If you've been asked to perform important work pro bono --work for which
museums normally provide a wage or salary--ask yourself a few questions. Is
the museum new and struggling? Has it incurred a recent (emphasis on
recent) hardship, like loss of major donor, staff walk-off, death, etc.? If
not, there are critical observations you must make. Do you see multiple
signs that significant stewardship tasks are woefully behind? Does everyone
have a ready excuse? Do the numbers of volunteers doing curatorial,
collections management and/or administrative work far exceed the number of
paid staff? If so, museum staff may be at wit's end and your institution's
board may be used to a state of collective negligence--and may have a
purpose "other" than the mission statement--such as personal enjoyment,
community, etc. It's a situation that won't get better without a
crisis--that you may find yourself in the middle of! Your good work may
save the collection, or the day--but in the long run you're being used,
P.T. Barnum-style. Learn all that you can, grow, save the collection, if
you can--but get your plan "B" together. Good Luck!
Rebecca Trussell
> [Original Message]
> From: Indigo Nights <[log in to unmask]>
> To: <[log in to unmask]>
> Date: 8/4/2005 6:23:08 PM
> Subject: Re: Issue of possible employment.
>
> As has long been stated here, volunteering is one of
> the better ways to get your foot in the door at a
> museum, but one should be careful, they don't just
> take your foot and your leg too.
>
> For any of you who volunteer, if you have some sort of
> spreadsheeting capability on your compuer (Excel?), I
> strongly encourage you to track your volunteer hours.

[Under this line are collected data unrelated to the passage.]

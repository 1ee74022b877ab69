//! Connection handling for the single SQLite writer.
//!
//! All mutation flows through one mutex-guarded connection; WAL mode
//! keeps the occasional ad-hoc reader from blocking it. Reconciliation
//! is transaction-shaped and serialized upstream, so a read pool buys
//! nothing here.

pub mod pragmas;
pub mod write_connection;

pub use write_connection::WriteConnection;
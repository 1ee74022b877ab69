pub mod assessment;
pub mod canonical;
pub mod catalog;
pub mod cve;
pub mod finding;
pub mod priority;
pub mod severity;
pub mod status;
pub mod upload;

pub use assessment::AssessmentKind;
pub use canonical::CanonicalRecord;
pub use catalog::{PluginSpec, Product};
pub use cve::CveRecord;
pub use finding::{Finding, FindingName};
pub use priority::{Priority, PriorityResult};
pub use severity::Severity;
pub use status::FindingStatus;
pub use upload::{IngestionSummary, UploadContext};
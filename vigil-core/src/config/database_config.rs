use std::path::PathBuf;

use serde::{Deserialize, Serialize};

use super::defaults;

/// SQLite database location.
#[derive(Debug, Clone, Serialize, Deserialize)]
#[serde(default)]
pub struct DatabaseConfig {
    /// Path to the database file.
    pub path: PathBuf,
}

impl Default for DatabaseConfig {
    fn default() -> Self {
        Self {
            path: PathBuf::from(defaults::DEFAULT_DB_PATH),
        }
    }
}
#[test]
fn known_triples_and_max_last_update() {
    let engine = StoreEngine::open_in_memory().unwrap();
    let (product_id, plugin_id, name_id) = make_catalog(&engine);
    let d1 = date(2024, 1, 1);

    let finding = make_finding(name_id, product_id, plugin_id, "web-1", 22, d1);
    engine
        .with_writer(|conn| finding_ops::upsert_finding(conn, &finding, AssessmentKind::Va))
        .unwrap();

    let triples = engine
        .with_writer(|conn| finding_ops::known_triples(conn, product_id))
        .unwrap();
    assert!(triples.contains(&("web-1".to_string(), 22, "Weak SSH MAC".to_string())));

    let max = engine
        .with_writer(|conn| finding_ops::max_last_update(conn, product_id, plugin_id))
        .unwrap();
    assert_eq!(max, Some(d1));
    let none = engine
        .with_writer(|conn| finding_ops::max_last_update(conn, product_id, Uuid::new_v4()))
        .unwrap();
    assert_eq!(none, None);
}

#[test]
fn snapshot_restore_round_trip() {
    let engine = StoreEngine::open_in_memory().unwrap();
    let (product_id, plugin_id, name_id) = make_catalog(&engine);
    let d1 = date(2024, 1, 1);

    let keep = make_finding(name_id, product_id, plugin_id, "web-1", 22, d1);
    let lose = make_finding(name_id, product_id, plugin_id, "web-2", 22, d1);
    engine
        .with_writer(|conn| {
            finding_ops::upsert_finding(conn, &keep, AssessmentKind::Va)?;
            finding_ops::upsert_finding(conn, &lose, AssessmentKind::Va)?;
            Ok(())
        })
        .unwrap();

    let captured = engine
        .with_writer(|conn| revert_ops::snapshot_product(conn, product_id))
        .unwrap();
    assert_eq!(captured, 2);

    // mutate the live set: drop one row, add another
    engine
        .with_writer(|conn| finding_ops::delete_findings(conn, product_id, Some("web-2")))
        .unwrap();
    let added = make_finding(name_id, product_id, plugin_id, "web-3", 22, date(2024, 1, 8));
    engine
        .with_writer(|conn| finding_ops::upsert_finding(conn, &added, AssessmentKind::Va))
        .unwrap();

    let restored = engine
        .with_writer(|conn| revert_ops::restore_product(conn, product_id))
        .unwrap();
    assert_eq!(restored, 2);

    let rows = engine.findings_for_product(product_id).unwrap();
    let ids: Vec<Uuid> = rows.iter().map(|f| f.id).collect();
    assert!(ids.contains(&keep.id));
    assert!(ids.contains(&lose.id));
    assert!(!ids.contains(&added.id));

    // snapshot consumed
    let has = engine
        .with_writer(|conn| revert_ops::has_snapshot(conn, product_id))
        .unwrap();
    assert!(!has);
}

#[test]
fn delete_same_day_is_product_scoped() {
    let engine = StoreEngine::open_in_memory().unwrap();
    let (product_id, plugin_id, name_id) = make_catalog(&engine);
    let other_product = Product {
        id: Uuid::new_v4(),
        name: "payments".to_string(),
        created_at: Utc::now(),
    };
    engine.create_product(&other_product).unwrap();
    let other_name = FindingName {
        id: Uuid::new_v4(),
        name: "Weak SSH MAC".to_string(),
        description: None,
        product_id: other_product.id,
        created_at: Utc::now(),
    };
    engine
        .with_writer(|conn| finding_name_ops::insert_ignore(conn, &other_name))
        .unwrap();

    let d1 = date(2024, 1, 1);
    let mine = make_finding(name_id, product_id, plugin_id, "web-1", 22, d1);
    let theirs = make_finding(other_name.id, other_product.id, plugin_id, "web-9", 22, d1);
    engine
        .with_writer(|conn| {
            finding_ops::upsert_finding(conn, &mine, AssessmentKind::Va)?;
            finding_ops::upsert_finding(conn, &theirs, AssessmentKind::Va)?;
            Ok(())
        })
        .unwrap();

    let deleted = engine
        .with_writer(|conn| finding_ops::delete_same_day(conn, product_id, d1))
        .unwrap();
    assert_eq!(deleted, 1);
    assert_eq!(engine.findings_for_product(product_id).unwrap().len(), 0);
    assert_eq!(
        engine.findings_for_product(other_product.id).unwrap().len(),
        1
    );
}

#[test]
fn cve_insert_ignore_and_priority_write_back() {
    let engine = StoreEngine::open_in_memory().unwrap();
    let (product_id, _, name_id) = make_catalog(&engine);
    let _ = product_id;

    let cve = CveRecord {
        id: Uuid::new_v4(),
        name: "CVE-2024-12345".to_string(),
        finding_name_id: Some(name_id),
        severity: Severity::High,
        priority: None,
        epss: None,
        cvss: None,
        cvss_version: None,
        kev_list: false,
        vector: None,
        created_at: Utc::now(),
    };
    let inserted = engine
        .with_writer(|conn| cve_ops::insert_ignore(conn, &cve))
        .unwrap();
    assert!(inserted);
    let again = engine
        .with_writer(|conn| cve_ops::insert_ignore(conn, &cve))
        .unwrap();
    assert!(!again);

    assert_eq!(engine.unscored_cves().unwrap(), vec!["CVE-2024-12345"]);

    let result = PriorityResult {
        cve_id: "CVE-2024-12345".to_string(),
        priority: Priority::One,
        epss: Some(0.25),
        cvss: Some(7.5),
        cvss_version: Some("3.1".to_string()),
        severity: Some("HIGH".to_string()),
        vector: Some("CVSS:3.1/AV:N/AC:L".to_string()),
        kev_list: false,
    };
    let updated = engine.apply_priorities(&[result]).unwrap();
    assert_eq!(updated, 1);

    let stored = engine.cve_by_name("CVE-2024-12345").unwrap().unwrap();
    assert_eq!(stored.priority, Some(Priority::One));
    assert_eq!(stored.cvss, Some(7.5));
    assert_eq!(stored.epss, Some(0.25));
    assert!(engine.unscored_cves().unwrap().is_empty());
}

> Record date, hours spent, to whom you were assigned to
> work under, what institution, and what you did. Take
> the number of hours you volunteered, and project that
> against the Points of Light figure for a volunteer
> hour, which, for 2004, was listed as $17.55 per hour
> (STOP: I know many of you don't even make that as
> employees, but that's the figure you have to work with
> and is comparable to the IRS figure).
>
> Run a cumulative total of the number of hours you have
> donated to the Institution and a cumulative value of
> your contribution therefor. Use your statistics to
> try to leverage you into a full-time position but, if
> the money isn't there, and they're simply carroting
> and donkeying you along, you still have data you can
> use for resume purposes in attempting to get another
> position.
>
> If they promise you anything (except money) to keep
> you there and don't deliver, is there another museum
> in the area in which you can offer your services where
> the chances of acquiring a job are greater? If yes,
> I'd say go offer yourself there. If there is nothing
> in your area to which you could transfer your skills
> and abilities, I'd have to ask you:
>
> o Why are you volunteering there in the first place?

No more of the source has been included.